- **MATERIAL PROVIDED**
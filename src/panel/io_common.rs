// Header normalization shared by the readers.

use std::path::Path;

use census_reduce::{fields, Level};

// The headers of the TSE aggregated tables, and their canonical names.
const HEADER_ALIASES: [(&str, &str); 34] = [
    ("estado", fields::STATE),
    ("municipio", fields::MUNICIPALITY),
    ("aptos", fields::ELIGIBLE_VOTERS),
    ("eleitorado_feminino", fields::FEMALE_VOTERS),
    ("eleitorado_masculino", fields::MALE_VOTERS),
    ("analfabeto", fields::ILLITERATE),
    ("eleitores_deficiencia", fields::VOTERS_WITH_DISABILITY),
    ("comparecimento_percentual(%)", fields::TURNOUT_PERCENT),
    ("abstencao_percentual(%)", fields::ABSTENTION_PERCENT),
    ("eleitorado_masculino_percentual(%)", fields::MALE_PERCENT),
    ("eleitorado_feminino_percentual(%)", fields::FEMALE_PERCENT),
    (
        "eleitores_deficiencia_percentual(%)",
        fields::VOTERS_WITH_DISABILITY_PERCENT,
    ),
    (
        "eleitorado_facultativo_percentual(%)",
        fields::OPTIONAL_VOTERS_PERCENT,
    ),
    ("analfabeto_percentual(%)", fields::ILLITERATE_PERCENT),
    ("le_escreve_percentual(%)", fields::READS_WRITES_PERCENT),
    (
        "fundamental_incompleto_percentual(%)",
        fields::ELEMENTARY_INCOMPLETE_PERCENT,
    ),
    (
        "fundamental_completo_percentual(%)",
        fields::ELEMENTARY_COMPLETE_PERCENT,
    ),
    (
        "medio_incompleto_percentual(%)",
        fields::HIGH_SCHOOL_INCOMPLETE_PERCENT,
    ),
    (
        "medio_completo_percentual(%)",
        fields::HIGH_SCHOOL_COMPLETE_PERCENT,
    ),
    (
        "superior_incompleto_percentual(%)",
        fields::HIGHER_INCOMPLETE_PERCENT,
    ),
    (
        "superior_completo_percentual(%)",
        fields::HIGHER_COMPLETE_PERCENT,
    ),
    ("16_anos_percentual(%)", fields::YOUTH_AGES[0]),
    ("17_anos_percentual(%)", fields::YOUTH_AGES[1]),
    ("65_69_anos_percentual(%)", fields::ELDERLY_AGES[0]),
    ("70_74_anos_percentual(%)", fields::ELDERLY_AGES[1]),
    ("75_79_anos_percentual(%)", fields::ELDERLY_AGES[2]),
    ("80_84_anos_percentual(%)", fields::ELDERLY_AGES[3]),
    ("85_89_anos_percentual(%)", fields::ELDERLY_AGES[4]),
    ("90_94_anos_percentual(%)", fields::ELDERLY_AGES[5]),
    ("95_99_anos_percentual(%)", fields::ELDERLY_AGES[6]),
    ("100_anos_percentual(%)", fields::ELDERLY_AGES[7]),
    // Spellings with accents found in some exports.
    ("município", fields::MUNICIPALITY),
    ("abstenção_percentual(%)", fields::ABSTENTION_PERCENT),
    ("lê_escreve_percentual(%)", fields::READS_WRITES_PERCENT),
];

pub fn simplify_file_name(path: &str) -> String {
    Path::new(path)
        .file_name()
        .and_then(|s| s.to_str())
        .unwrap_or(path)
        .to_string()
}

/// Maps a header of the source files to its canonical name. Unknown headers
/// are only trimmed.
pub fn normalize_header(raw: &str) -> String {
    let s = raw.trim_start_matches('\u{feff}').trim();
    HEADER_ALIASES
        .iter()
        .find(|(alias, _)| alias.eq_ignore_ascii_case(s))
        .map(|(_, canonical)| canonical.to_string())
        .unwrap_or_else(|| s.to_string())
}

/// A table with a municipality column is a municipality-level table.
pub fn infer_level(columns: &[String]) -> Level {
    if columns.iter().any(|c| c == fields::MUNICIPALITY) {
        Level::Municipality
    } else {
        Level::State
    }
}

#[cfg(test)]
mod tests {
    use super::*;

    #[test]
    fn normalizes_tse_headers() {
        assert_eq!(normalize_header("estado"), "state");
        assert_eq!(normalize_header("\u{feff}estado"), "state");
        assert_eq!(normalize_header(" Municipio "), "municipality");
        assert_eq!(
            normalize_header("superior_completo_percentual(%)"),
            "higher_complete_percent"
        );
        assert_eq!(normalize_header("100_anos_percentual(%)"), "age_100_percent");
        // Canonical and unknown headers pass through.
        assert_eq!(normalize_header("turnout_percent"), "turnout_percent");
        assert_eq!(normalize_header("codigo_ibge"), "codigo_ibge");
    }

    #[test]
    fn levels() {
        let state = vec!["state".to_string(), "aptos".to_string()];
        assert_eq!(infer_level(&state), Level::State);
        let municipality = vec!["state".to_string(), "municipality".to_string()];
        assert_eq!(infer_level(&municipality), Level::Municipality);
    }

    #[test]
    fn file_names() {
        assert_eq!(
            simplify_file_name("data/df_estados_1turno_2020.csv"),
            "df_estados_1turno_2020.csv"
        );
    }
}
use calamine::{open_workbook, DataType, Reader, Xlsx};

use census_reduce::builder::TableBuilder;

use crate::panel::{
    io_common::{infer_level, normalize_header},
    *,
};

/// Reads a table from an Excel workbook.
///
/// The first row of the worksheet is the header. Without a worksheet name,
/// the first worksheet is used.
pub fn read_excel_table(path: &str, worksheet_name: Option<&str>) -> PanelResult<ElectionTable> {
    debug!(
        "read_excel_table: path: {:?} worksheet: {:?}",
        path, worksheet_name
    );
    let mut workbook: Xlsx<_> = open_workbook(path).context(OpeningExcelSnafu { path })?;
    let wrange = match worksheet_name {
        Some(name) => workbook
            .worksheet_range(name)
            .context(EmptyFileSnafu { path })?
            .context(OpeningExcelSnafu { path })?,
        None => workbook
            .worksheet_range_at(0)
            .context(EmptyFileSnafu { path })?
            .context(OpeningExcelSnafu { path })?,
    };

    let mut rows = wrange.rows();
    let header = rows.next().context(EmptyFileSnafu { path })?;
    let columns: Vec<String> = header
        .iter()
        .map(|c| normalize_header(&header_text(c)))
        .collect();
    let level = infer_level(&columns);
    debug!("read_excel_table: level: {} columns: {:?}", level, columns);

    let identifiers: Vec<bool> = columns.iter().map(|c| is_identifier(c)).collect();
    let mut builder = TableBuilder::new(level).column_names(columns);
    for (idx, row) in rows.enumerate() {
        let lineno = idx + 2;
        let values: Vec<Value> = row
            .iter()
            .zip(identifiers.iter())
            .map(|(c, ident)| match c {
                DataType::String(s) if *ident => Ok(Value::parse_identifier(s)),
                _ => read_cell(c, lineno),
            })
            .collect::<PanelResult<Vec<Value>>>()?;
        builder.add_row(values).context(ReduceSnafu {})?;
    }
    let table = builder.build().context(ReduceSnafu {})?;
    info!("read_excel_table: {}: {} records", path, table.len());
    Ok(table)
}

fn header_text(cell: &DataType) -> String {
    match cell {
        DataType::String(s) => s.clone(),
        DataType::Int(i) => i.to_string(),
        DataType::Float(f) => f.to_string(),
        DataType::Empty => String::new(),
        c => format!("{:?}", c),
    }
}

fn read_cell(cell: &DataType, lineno: usize) -> PanelResult<Value> {
    match cell {
        DataType::Int(i) => Ok(Value::Number(*i as f64)),
        DataType::Float(f) => Ok(Value::from_float(*f)),
        DataType::String(s) => Ok(Value::parse_cell(s)),
        DataType::Bool(b) => Ok(Value::Text(b.to_string())),
        DataType::Empty => Ok(Value::Empty),
        _ => ExcelWrongCellTypeSnafu {
            lineno,
            content: format!("{:?}", cell),
        }
        .fail(),
    }
}
mod args;
mod panel;

use clap::Parser;
use log::{info, warn};
use snafu::ErrorCompat;

use std::error::Error;

fn main() {
    let args = args::Args::parse();

    let default_filter = if args.verbose { "debug" } else { "warn" };
    env_logger::Builder::from_env(env_logger::Env::default().default_filter_or(default_filter))
        .init();
    info!("args: {:?}", args);

    let res = panel::run_panel(&args);

    if let Err(e) = res {
        warn!("Error occured {:?}", e);
        eprintln!("An error occured: {}", e);
        let mut cause = e.source();
        while let Some(c) = cause {
            eprintln!("  caused by: {}", c);
            cause = c.source();
        }
        if let Some(bt) = ErrorCompat::backtrace(&e) {
            eprintln!("trace: {}", bt);
        }
        std::process::exit(1);
    }
}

- **ABOUT THIS TASK**
Please return every line in the data that includes the string "PanelResult".

- **RESULT OF THIS TASK**
pub fn read_excel_table(path: &str, worksheet_name: Option<&str>) -> PanelResult<ElectionTable> {
            .collect::<PanelResult<Vec<Value>>>()?;
fn read_cell(cell: &DataType, lineno: usize) -> PanelResult<Value> {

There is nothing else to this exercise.